Chiny zostały nową potęgą morską świata. Co na to USA?

Kategorie: 

Źródło: 123rf.com

Chińska flota powiększa się w błyskawicznym tempie. Rozbudowuje się straż portową, zwiększa klasę fregat, rozbudowuje jednostki policyjne zabezpieczające łodzie rybackie, jednostki eskortujące. Chiny posiadają najpotężniejszą flotę handlową na świecie liczącą 6000 statków.

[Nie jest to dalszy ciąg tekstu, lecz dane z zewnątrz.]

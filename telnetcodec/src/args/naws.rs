//
// Copyright 2017-2026 Hans W. Uhlig. All Rights Reserved.
//
// Licensed under the Apache License, Version 2.0 (the "License");
// you may not use this file except in compliance with the License.
// You may obtain a copy of the License at
//
//      http://www.apache.org/licenses/LICENSE-2.0
//
// Unless required by applicable law or agreed to in writing, software
// distributed under the License is distributed on an "AS IS" BASIS,
// WITHOUT WARRANTIES OR CONDITIONS OF ANY KIND, either express or implied.
// See the License for the specific language governing permissions and
// limitations under the License.
//

//! Negotiate About Window Size ([RFC1073](https://tools.ietf.org/html/rfc1073))
//!

use crate::result::{CodecError, CodecResult, SubnegotiationErrorKind};
use byteorder::{BigEndian, WriteBytesExt};
use bytes::{Buf, BufMut};

/// Terminal dimensions in character cells.
///
/// On the wire the NAWS payload is four bytes: columns then rows, each a big-endian `u16`.
/// A zero in either field means the client does not know that dimension.
///
/// # Example
/// ```
/// use tnbridge_telnetcodec::WindowSize;
///
/// let size = WindowSize::new(80, 24);
/// assert_eq!(size.cols, 80);
/// assert_eq!(size.rows, 24);
/// assert_eq!(size.to_string(), "80x24");
/// ```
#[derive(Clone, Copy, Debug, PartialEq, Eq, Hash)]
pub struct WindowSize {
    /// The number of columns (characters) in the terminal window
    pub cols: u16,
    /// The number of rows (lines) in the terminal window
    pub rows: u16,
}

impl WindowSize {
    /// Creates a new `WindowSize` with the specified columns and rows.
    pub fn new(cols: u16, rows: u16) -> Self {
        WindowSize { cols, rows }
    }

    /// Returns the encoded length of this `WindowSize` in bytes, before IAC escaping.
    pub fn len(&self) -> usize {
        4
    }

    /// Returns `true` when neither dimension is known.
    pub fn is_empty(&self) -> bool {
        self.cols == 0 && self.rows == 0
    }

    /// Replaces unknown (zero) dimensions with those of `fallback`.
    ///
    /// ```
    /// use tnbridge_telnetcodec::WindowSize;
    ///
    /// let size = WindowSize::new(132, 0).or(WindowSize::default());
    /// assert_eq!(size, WindowSize::new(132, 24));
    /// ```
    pub fn or(self, fallback: WindowSize) -> WindowSize {
        WindowSize {
            cols: if self.cols == 0 { fallback.cols } else { self.cols },
            rows: if self.rows == 0 { fallback.rows } else { self.rows },
        }
    }

    /// Encodes this `WindowSize` into a byte buffer using big-endian format.
    pub fn encode<T: BufMut>(&self, dst: &mut T) -> CodecResult<usize> {
        Ok(self.write(&mut dst.writer())?)
    }

    /// Writes this `WindowSize` to a writer, escaping any `0xFF` byte as the protocol requires.
    pub fn write<W: std::io::Write>(&self, writer: &mut W) -> std::io::Result<usize> {
        let mut raw = Vec::with_capacity(4);
        raw.write_u16::<BigEndian>(self.cols)?;
        raw.write_u16::<BigEndian>(self.rows)?;
        let mut written = 0;
        for byte in raw {
            if byte == crate::consts::IAC {
                writer.write_all(&[crate::consts::IAC, crate::consts::IAC])?;
                written += 2;
            } else {
                writer.write_all(&[byte])?;
                written += 1;
            }
        }
        Ok(written)
    }

    /// Decodes a `WindowSize` from an already IAC-unescaped NAWS payload.
    ///
    /// # Errors
    /// Returns `CodecError::SubnegotiationError` when the payload is not exactly four bytes.
    pub fn decode<T: Buf>(src: &mut T) -> CodecResult<WindowSize> {
        // NAWS format: WIDTH-HIGH WIDTH-LOW HEIGHT-HIGH HEIGHT-LOW
        match src.remaining() {
            4 => Ok(WindowSize {
                cols: src.get_u16(),
                rows: src.get_u16(),
            }),
            n if n < 4 => Err(CodecError::SubnegotiationError {
                option: Some(crate::consts::option::NAWS),
                reason: SubnegotiationErrorKind::InsufficientData {
                    required: 4,
                    available: n,
                },
            }),
            n => Err(CodecError::SubnegotiationError {
                option: Some(crate::consts::option::NAWS),
                reason: SubnegotiationErrorKind::UnexpectedData {
                    expected: 4,
                    received: n,
                },
            }),
        }
    }
}

impl Default for WindowSize {
    /// The traditional 80x24 terminal, used when the client never reports a size.
    fn default() -> Self {
        WindowSize { cols: 80, rows: 24 }
    }
}

impl std::fmt::Display for WindowSize {
    fn fmt(&self, f: &mut std::fmt::Formatter<'_>) -> std::fmt::Result {
        write!(f, "{}x{}", self.cols, self.rows)
    }
}

#[cfg(test)]
mod tests {
    use super::*;
    use bytes::BytesMut;

    #[test]
    fn decode_standard_size() {
        let mut buf = BytesMut::from(&[0x00, 0x50, 0x00, 0x18][..]);
        assert_eq!(WindowSize::decode(&mut buf).unwrap(), WindowSize::new(80, 24));
    }

    #[test]
    fn decode_short_payload_fails() {
        let mut buf = BytesMut::from(&[0x00, 0x50, 0x00][..]);
        let err = WindowSize::decode(&mut buf).unwrap_err();
        assert!(matches!(
            err,
            CodecError::SubnegotiationError {
                reason: SubnegotiationErrorKind::InsufficientData { available: 3, .. },
                ..
            }
        ));
    }

    #[test]
    fn decode_long_payload_fails() {
        let mut buf = BytesMut::from(&[0x00, 0x50, 0x00, 0x18, 0x00][..]);
        assert!(WindowSize::decode(&mut buf).is_err());
    }

    #[test]
    fn write_escapes_iac() {
        let mut out = Vec::new();
        let written = WindowSize::new(0x00FF, 0x0018).write(&mut out).unwrap();
        assert_eq!(written, 5);
        assert_eq!(out, vec![0x00, 0xFF, 0xFF, 0x00, 0x18]);
    }

    #[test]
    fn zero_dimensions_fall_back() {
        let size = WindowSize::new(0, 0);
        assert!(size.is_empty());
        assert_eq!(size.or(WindowSize::new(100, 40)), WindowSize::new(100, 40));
    }
}
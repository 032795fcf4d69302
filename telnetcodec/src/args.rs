//
// Copyright 2017-2026 Hans W. Uhlig. All Rights Reserved.
//
// Licensed under the Apache License, Version 2.0 (the "License");
// you may not use this file except in compliance with the License.
// You may obtain a copy of the License at
//
//      http://www.apache.org/licenses/LICENSE-2.0
//
// Unless required by applicable law or agreed to in writing, software
// distributed under the License is distributed on an "AS IS" BASIS,
// WITHOUT WARRANTIES OR CONDITIONS OF ANY KIND, either express or implied.
// See the License for the specific language governing permissions and
// limitations under the License.
//

use crate::TelnetOption;
use crate::args::naws::WindowSize;
use crate::result::CodecResult;
use bytes::{BufMut, BytesMut};
use std::fmt::Formatter;

pub mod naws;

///
/// Telnet Subnegotiation Argument
///
#[derive(Clone, Debug, PartialEq, Eq)]
pub enum TelnetArgument {
    /// A subnegotiation for the window size, in characters.
    NAWSWindowSize(WindowSize),
    /// A subnegotiation for an option without a dedicated parser. The payload is unescaped.
    Unknown(TelnetOption, BytesMut),
}

impl TelnetArgument {
    /// Returns the payload length of this `TelnetArgument` before IAC escaping.
    pub fn len(&self) -> usize {
        match self {
            TelnetArgument::NAWSWindowSize(inner) => inner.len(),
            TelnetArgument::Unknown(_option, inner) => inner.len(),
        }
    }

    /// Returns `true` if the payload is empty.
    pub fn is_empty(&self) -> bool {
        self.len() == 0
    }

    /// Encodes this `TelnetArgument` to a `BufMut` buffer, escaping IAC bytes.
    ///
    /// ```
    /// use bytes::BytesMut;
    /// use tnbridge_telnetcodec::{TelnetArgument, WindowSize};
    ///
    /// let arg = TelnetArgument::NAWSWindowSize(WindowSize::new(80, 24));
    /// let mut buffer = BytesMut::new();
    /// let written = arg.encode(&mut buffer)?;
    /// assert_eq!(written, 4);
    /// # Ok::<(), Box<dyn std::error::Error>>(())
    /// ```
    pub fn encode<T: BufMut>(&self, dst: &mut T) -> CodecResult<usize> {
        Ok(self.write(&mut dst.writer())?)
    }

    /// Writes this `TelnetArgument` to a `std::io::Write` writer, escaping IAC bytes.
    pub fn write<W: std::io::Write>(&self, writer: &mut W) -> std::io::Result<usize> {
        match self {
            TelnetArgument::NAWSWindowSize(inner) => inner.write(writer),
            TelnetArgument::Unknown(_option, payload) => {
                let mut written = 0;
                for &byte in payload.iter() {
                    if byte == crate::consts::IAC {
                        writer.write_all(&[crate::consts::IAC, crate::consts::IAC])?;
                        written += 2;
                    } else {
                        writer.write_all(&[byte])?;
                        written += 1;
                    }
                }
                Ok(written)
            }
        }
    }

    /// Returns the unescaped payload bytes.
    pub fn to_payload(&self) -> BytesMut {
        match self {
            TelnetArgument::NAWSWindowSize(inner) => {
                let mut payload = BytesMut::with_capacity(4);
                payload.put_u16(inner.cols);
                payload.put_u16(inner.rows);
                payload
            }
            TelnetArgument::Unknown(_option, payload) => payload.clone(),
        }
    }

    /// Returns the `TelnetOption` associated with this argument.
    pub fn option(&self) -> TelnetOption {
        match self {
            TelnetArgument::NAWSWindowSize(_) => TelnetOption::NAWS,
            TelnetArgument::Unknown(option, _) => *option,
        }
    }
}

impl std::fmt::Display for TelnetArgument {
    fn fmt(&self, f: &mut Formatter<'_>) -> std::fmt::Result {
        match self {
            TelnetArgument::NAWSWindowSize(v) => write!(f, "NAWS({v})"),
            TelnetArgument::Unknown(o, v) => write!(f, "{o}-{v:?}"),
        }
    }
}
//! Placeholder name generation.

use std::sync::atomic::{AtomicU64, Ordering};

/// Global counter for placeholder naming.
static PLACEHOLDER_COUNTER: AtomicU64 = AtomicU64::new(0);

/// Generate a fresh placeholder name, unique within this process.
///
/// Names are valid bind identifiers (`p0`, `p1`, ...) and never collide across
/// separately built expressions, so composed trees can merge contexts freely.
pub(crate) fn next_placeholder() -> String {
    let n = PLACEHOLDER_COUNTER.fetch_add(1, Ordering::Relaxed);
    format!("p{n}")
}

#[cfg(test)]
mod tests {
    use super::*;

    #[test]
    fn test_placeholders_are_unique() {
        let a = next_placeholder();
        let b = next_placeholder();
        assert_ne!(a, b);
        assert!(a.starts_with('p'));
        assert!(a[1..].chars().all(|c| c.is_ascii_digit()));
    }
}
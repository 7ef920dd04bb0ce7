//! Minimal CREATE TABLE / DROP TABLE builders.

use crate::query::{record_error, require_name};
use std::collections::BTreeSet;

/// Column types are emitted verbatim, so only a conservative character set is allowed.
fn is_safe_type(sql_type: &str) -> bool {
    !sql_type.trim().is_empty()
        && sql_type
            .chars()
            .all(|c| c.is_ascii_alphanumeric() || matches!(c, '_' | ' ' | '(' | ')' | ','))
}

/// CREATE TABLE builder.
#[derive(Clone, Debug)]
pub struct Create {
    table: String,
    columns: Vec<(String, String)>,
    if_not_exists: bool,
    build_error: Option<String>,
}

impl Create {
    pub fn table(table: &str) -> Self {
        let mut build_error = None;
        require_name(&mut build_error, "table", table);
        Self {
            table: table.to_string(),
            columns: Vec::new(),
            if_not_exists: false,
            build_error,
        }
    }

    /// Add a column with a SQL type such as `INTEGER` or `VARCHAR(255)`.
    pub fn column(mut self, name: &str, sql_type: &str) -> Self {
        require_name(&mut self.build_error, "column", name);
        if !is_safe_type(sql_type) {
            record_error(
                &mut self.build_error,
                format!("invalid column type '{sql_type}' for column '{name}'"),
            );
        }
        self.columns.push((name.to_string(), sql_type.to_string()));
        self
    }

    pub fn if_not_exists(mut self) -> Self {
        self.if_not_exists = true;
        self
    }

    pub fn table_name(&self) -> &str {
        &self.table
    }

    pub fn columns(&self) -> &[(String, String)] {
        &self.columns
    }

    pub fn is_if_not_exists(&self) -> bool {
        self.if_not_exists
    }

    pub fn build_error(&self) -> Option<String> {
        if let Some(err) = &self.build_error {
            return Some(err.clone());
        }
        if self.columns.is_empty() {
            return Some(format!("CREATE TABLE {} has no columns", self.table));
        }
        None
    }

    pub fn affected_tables(&self) -> BTreeSet<String> {
        BTreeSet::from([self.table.clone()])
    }
}

/// DROP TABLE builder.
#[derive(Clone, Debug)]
pub struct Drop {
    table: String,
    if_exists: bool,
    build_error: Option<String>,
}

impl Drop {
    pub fn table(table: &str) -> Self {
        let mut build_error = None;
        require_name(&mut build_error, "table", table);
        Self {
            table: table.to_string(),
            if_exists: false,
            build_error,
        }
    }

    pub fn if_exists(mut self) -> Self {
        self.if_exists = true;
        self
    }

    pub fn table_name(&self) -> &str {
        &self.table
    }

    pub fn is_if_exists(&self) -> bool {
        self.if_exists
    }

    pub fn build_error(&self) -> Option<String> {
        self.build_error.clone()
    }

    pub fn affected_tables(&self) -> BTreeSet<String> {
        BTreeSet::from([self.table.clone()])
    }
}
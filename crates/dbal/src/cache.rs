//! Result caching.
//!
//! [`Cache`] is the pluggable store behind `Connection::query`. Entries are
//! keyed by [`cache_key`] and tagged with the tables they read, so a mutation
//! can drop exactly the entries it may have made stale.

use crate::bind;
use crate::error::{DbalError, DbalResult};
use crate::row::Row;
use crate::value::{Context, Value};
use sha2::{Digest, Sha256};
use std::collections::{BTreeSet, HashMap, HashSet, VecDeque};
use std::sync::{Arc, Mutex, MutexGuard};
use std::time::{Duration, Instant};

/// Tag carried by entries whose affected tables are unknown (raw SQL reads).
pub const WILDCARD_TAG: &str = "*";

/// Characters that may not appear in a cache key.
const RESERVED_KEY_CHARS: &[char] = &['{', '}', '(', ')', '/', '\\', '@', ':'];

/// A tagged, expiring store of result rows.
pub trait Cache: Send + Sync {
    /// Rows stored under `key`, if present and not expired.
    fn get(&self, key: &str) -> DbalResult<Option<Vec<Row>>>;

    /// Store `rows` under `key` for `ttl`.
    fn set(&self, key: &str, rows: Vec<Row>, ttl: Duration) -> DbalResult<()>;

    /// Attach `tags` to an existing entry.
    fn tag(&self, key: &str, tags: &BTreeSet<String>) -> DbalResult<()>;

    /// Drop every entry carrying any of `tags`.
    fn invalidate_tags(&self, tags: &BTreeSet<String>) -> DbalResult<()>;

    /// Drop everything.
    fn clear(&self) -> DbalResult<()>;
}

impl<C: Cache + ?Sized> Cache for Arc<C> {
    fn get(&self, key: &str) -> DbalResult<Option<Vec<Row>>> {
        (**self).get(key)
    }

    fn set(&self, key: &str, rows: Vec<Row>, ttl: Duration) -> DbalResult<()> {
        (**self).set(key, rows, ttl)
    }

    fn tag(&self, key: &str, tags: &BTreeSet<String>) -> DbalResult<()> {
        (**self).tag(key, tags)
    }

    fn invalidate_tags(&self, tags: &BTreeSet<String>) -> DbalResult<()> {
        (**self).invalidate_tags(tags)
    }

    fn clear(&self) -> DbalResult<()> {
        (**self).clear()
    }
}

/// Derive the cache key for `sql` executed with `params`.
///
/// Named placeholders are rewritten positionally first, so the randomly
/// generated placeholder names of two identical builder queries produce the
/// same key.
pub fn cache_key(sql: &str, params: &Context) -> DbalResult<String> {
    let bound = bind::rewrite(sql, params)?;

    let mut hasher = Sha256::new();
    hasher.update(bound.sql.as_bytes());
    hasher.update([0u8]);
    for value in &bound.values {
        hash_value(&mut hasher, value);
    }
    Ok(format!("dbal.{:x}", hasher.finalize()))
}

/// Feed a tagged, length-prefixed encoding of `value` into `hasher`.
///
/// Floats are hashed by their bit pattern, so NaN and the infinities stay
/// distinct.
fn hash_value(hasher: &mut Sha256, value: &Value) {
    fn prefixed(hasher: &mut Sha256, tag: u8, bytes: &[u8]) {
        hasher.update([tag]);
        hasher.update((bytes.len() as u64).to_be_bytes());
        hasher.update(bytes);
    }

    match value {
        Value::Null => hasher.update([0u8]),
        Value::Bool(b) => hasher.update([1u8, u8::from(*b)]),
        Value::Int(i) => {
            hasher.update([2u8]);
            hasher.update(i.to_be_bytes());
        }
        Value::Float(f) => {
            hasher.update([3u8]);
            hasher.update(f.to_bits().to_be_bytes());
        }
        Value::Text(s) => prefixed(hasher, 4, s.as_bytes()),
        Value::Bytes(b) => prefixed(hasher, 5, b),
        Value::Json(j) => prefixed(hasher, 6, j.to_string().as_bytes()),
        Value::Uuid(u) => prefixed(hasher, 7, u.as_bytes()),
        Value::Timestamp(t) => {
            hasher.update([8u8]);
            hasher.update(t.timestamp().to_be_bytes());
            hasher.update(t.timestamp_subsec_nanos().to_be_bytes());
        }
    }
}

/// A cache that never stores anything.
#[derive(Debug, Clone, Copy, Default)]
pub struct NullCache;

impl Cache for NullCache {
    fn get(&self, _key: &str) -> DbalResult<Option<Vec<Row>>> {
        Ok(None)
    }

    fn set(&self, _key: &str, _rows: Vec<Row>, _ttl: Duration) -> DbalResult<()> {
        Ok(())
    }

    fn tag(&self, _key: &str, _tags: &BTreeSet<String>) -> DbalResult<()> {
        Ok(())
    }

    fn invalidate_tags(&self, _tags: &BTreeSet<String>) -> DbalResult<()> {
        Ok(())
    }

    fn clear(&self) -> DbalResult<()> {
        Ok(())
    }
}

/// In-process LRU cache with per-entry expiry and a tag index.
#[derive(Debug)]
pub struct MemoryCache {
    inner: Mutex<MemoryCacheInner>,
    max_key_length: usize,
}

#[derive(Debug)]
struct MemoryCacheInner {
    capacity: usize,
    entries: HashMap<String, Entry>,
    order: VecDeque<String>,
    tags: HashMap<String, HashSet<String>>,
}

#[derive(Debug)]
struct Entry {
    rows: Vec<Row>,
    expires_at: Instant,
    tags: BTreeSet<String>,
}

impl Default for MemoryCache {
    fn default() -> Self {
        Self::with_capacity(1024)
    }
}

impl MemoryCache {
    pub fn new() -> Self {
        Self::default()
    }

    /// Cache holding at most `capacity` entries; the least recently used is
    /// evicted first. A capacity of zero stores nothing.
    pub fn with_capacity(capacity: usize) -> Self {
        Self {
            inner: Mutex::new(MemoryCacheInner {
                capacity,
                entries: HashMap::new(),
                order: VecDeque::new(),
                tags: HashMap::new(),
            }),
            max_key_length: 250,
        }
    }

    /// Override the maximum key length in bytes (default 250).
    pub fn with_max_key_length(mut self, max: usize) -> Self {
        self.max_key_length = max;
        self
    }

    /// Number of live (possibly expired, not yet swept) entries.
    pub fn len(&self) -> usize {
        self.lock().map_or(0, |inner| inner.entries.len())
    }

    pub fn is_empty(&self) -> bool {
        self.len() == 0
    }

    fn lock(&self) -> DbalResult<MutexGuard<'_, MemoryCacheInner>> {
        self.inner
            .lock()
            .map_err(|_| DbalError::cache("cache lock poisoned"))
    }

    fn validate_key(&self, key: &str) -> DbalResult<()> {
        if key.is_empty() {
            return Err(DbalError::cache("cache key cannot be empty"));
        }
        if key.len() > self.max_key_length {
            return Err(DbalError::cache(format!(
                "cache key exceeds {} bytes",
                self.max_key_length
            )));
        }
        if let Some(c) = key.chars().find(|c| RESERVED_KEY_CHARS.contains(c)) {
            return Err(DbalError::cache(format!(
                "cache key contains reserved character '{c}'"
            )));
        }
        Ok(())
    }
}

impl Cache for MemoryCache {
    fn get(&self, key: &str) -> DbalResult<Option<Vec<Row>>> {
        self.validate_key(key)?;
        let mut inner = self.lock()?;
        let expired = match inner.entries.get(key) {
            None => return Ok(None),
            Some(entry) => entry.expires_at <= Instant::now(),
        };
        if expired {
            inner.remove(key);
            return Ok(None);
        }
        inner.touch(key);
        Ok(inner.entries.get(key).map(|e| e.rows.clone()))
    }

    fn set(&self, key: &str, rows: Vec<Row>, ttl: Duration) -> DbalResult<()> {
        self.validate_key(key)?;
        let mut inner = self.lock()?;
        inner.remove(key);
        if ttl.is_zero() || inner.capacity == 0 {
            return Ok(());
        }
        let Some(expires_at) = Instant::now().checked_add(ttl) else {
            return Err(DbalError::cache(format!("ttl {ttl:?} is out of range")));
        };
        inner.entries.insert(
            key.to_string(),
            Entry {
                rows,
                expires_at,
                tags: BTreeSet::new(),
            },
        );
        inner.order.push_back(key.to_string());
        inner.evict_if_needed();
        Ok(())
    }

    fn tag(&self, key: &str, tags: &BTreeSet<String>) -> DbalResult<()> {
        self.validate_key(key)?;
        let mut inner = self.lock()?;
        let MemoryCacheInner {
            entries,
            tags: index,
            ..
        } = &mut *inner;
        let Some(entry) = entries.get_mut(key) else {
            return Ok(());
        };
        for tag in tags {
            entry.tags.insert(tag.clone());
            index
                .entry(tag.clone())
                .or_default()
                .insert(key.to_string());
        }
        Ok(())
    }

    fn invalidate_tags(&self, tags: &BTreeSet<String>) -> DbalResult<()> {
        let mut inner = self.lock()?;
        let keys: Vec<String> = tags
            .iter()
            .filter_map(|tag| inner.tags.get(tag))
            .flat_map(|keys| keys.iter().cloned())
            .collect();
        for key in keys {
            inner.remove(&key);
        }
        Ok(())
    }

    fn clear(&self) -> DbalResult<()> {
        let mut inner = self.lock()?;
        inner.entries.clear();
        inner.order.clear();
        inner.tags.clear();
        Ok(())
    }
}

impl MemoryCacheInner {
    fn touch(&mut self, key: &str) {
        if let Some(pos) = self.order.iter().position(|k| k.as_str() == key) {
            if let Some(k) = self.order.remove(pos) {
                self.order.push_back(k);
            }
        }
    }

    /// Remove an entry along with its LRU slot and tag index references.
    fn remove(&mut self, key: &str) {
        let Some(entry) = self.entries.remove(key) else {
            return;
        };
        if let Some(pos) = self.order.iter().position(|k| k.as_str() == key) {
            let _ = self.order.remove(pos);
        }
        for tag in &entry.tags {
            if let Some(keys) = self.tags.get_mut(tag) {
                keys.remove(key);
                if keys.is_empty() {
                    self.tags.remove(tag);
                }
            }
        }
    }

    fn evict_if_needed(&mut self) {
        while self.entries.len() > self.capacity {
            let Some(oldest) = self.order.front().cloned() else {
                break;
            };
            self.remove(&oldest);
        }
    }
}
//! UPDATE statement builder.

use crate::expr::Expr;
use crate::query::{Assignments, attach_predicate, require_name};
use crate::value::{Context, Value};
use std::collections::BTreeSet;

/// UPDATE statement builder.
#[derive(Clone, Debug)]
pub struct Update {
    /// Target table
    table: String,
    /// SET assignments
    values: Assignments,
    /// WHERE predicate
    where_expr: Option<Expr>,
    /// Literals from SET and WHERE
    context: Context,
    /// First deferred builder error
    build_error: Option<String>,
}

impl Update {
    /// Start an UPDATE of `table`.
    pub fn table(table: &str) -> Self {
        let mut build_error = None;
        require_name(&mut build_error, "table", table);
        Self {
            table: table.to_string(),
            values: Assignments::default(),
            where_expr: None,
            context: Context::new(),
            build_error,
        }
    }

    /// Set one column value.
    pub fn value(mut self, field: &str, value: impl Into<Value>) -> Self {
        self.values.assign(
            &mut self.context,
            &mut self.build_error,
            field.to_string(),
            value.into(),
        );
        self
    }

    /// Set several column values, in order.
    pub fn values<K, V>(mut self, entries: impl IntoIterator<Item = (K, V)>) -> Self
    where
        K: Into<String>,
        V: Into<Value>,
    {
        let mut any = false;
        for (field, value) in entries {
            any = true;
            self.values
                .assign(&mut self.context, &mut self.build_error, field.into(), value.into());
        }
        if !any {
            self.values.mark_empty_call(&mut self.build_error);
        }
        self
    }

    /// Set the WHERE predicate; calling again ANDs with the existing one.
    pub fn where_(mut self, expr: Expr) -> Self {
        attach_predicate(&mut self.where_expr, &mut self.context, expr);
        self
    }

    pub fn table_name(&self) -> &str {
        &self.table
    }

    /// `(field, placeholder)` pairs in assignment order.
    pub fn assignments(&self) -> &[(String, String)] {
        self.values.entries()
    }

    pub fn where_expr(&self) -> Option<&Expr> {
        self.where_expr.as_ref()
    }

    pub fn context(&self) -> &Context {
        &self.context
    }

    /// First malformed-usage error, including a missing SET clause.
    pub fn build_error(&self) -> Option<String> {
        if let Some(err) = &self.build_error {
            return Some(err.clone());
        }
        if self.values.is_empty() && !self.values.was_called() {
            return Some(format!("UPDATE {} has no values", self.table));
        }
        None
    }

    /// Target table plus tables of EXISTS subqueries in WHERE.
    pub fn affected_tables(&self) -> BTreeSet<String> {
        let mut tables = BTreeSet::from([self.table.clone()]);
        if let Some(expr) = &self.where_expr {
            expr.collect_tables(&mut tables);
        }
        tables
    }
}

Największa ilość statków rybackich należy również do Chin, a jeszcze w 1990 r. było ich zaledwie kilkadziesiąt.

Biorąc pod uwagę tonaż, chińskie jednostki porównywalne są z francuskimi, przed którymi ustępuje nawet brytyjska flota. Stany Zjednoczone – lider w klasie transportowców w r. 2015, nie dysponuje jednostkami w pełni dostosowanymi do współczesnej technologii. Próby wdrożenia wcześniej fregat bojowych skończyły się całkowitym niepowodzeniem. W założeniach miały być niewidoczne podobnie do samolotów niewykrywalnych dla radarów.

 

Zbudowane tylko trzy okazały się horrendalnie kosztowne i nie były wyposażone w skuteczny system uzbrojenia. Amerykańska flota morska jest w dość złym stanie, bo jednostki w większości są na granicy wydolności eksploatacyjnej. Jeśli chodzi o możliwości budowania innych łodzi niż podwodne, to są nimi niszczyciele. Przy czym Chiny mają już własne jednostki tego rodzaju w pełni sprawne w liczbie 15-20.

 

Porównując potencjał stoczniowy, Chiny mają dużo większe zaplecze przemysłowe. Gdyby USA miały konkurować z Chinami prowadząc wojnę konwencjonalną, Amerykanie znaleźliby się w takiej samej sytuacji jak Japończycy w 1941r. Świetnie wyszkolone siły, znakomite uzbrojenie mogące stawić czoła siłom, które w przeciągu kilku lat nabrały takiej przewagi liczebnej i jakościowej, że Amerykanie straciliby panowanie nad sytuacją. Z tego chyba mało kto zdaje sobie sprawę.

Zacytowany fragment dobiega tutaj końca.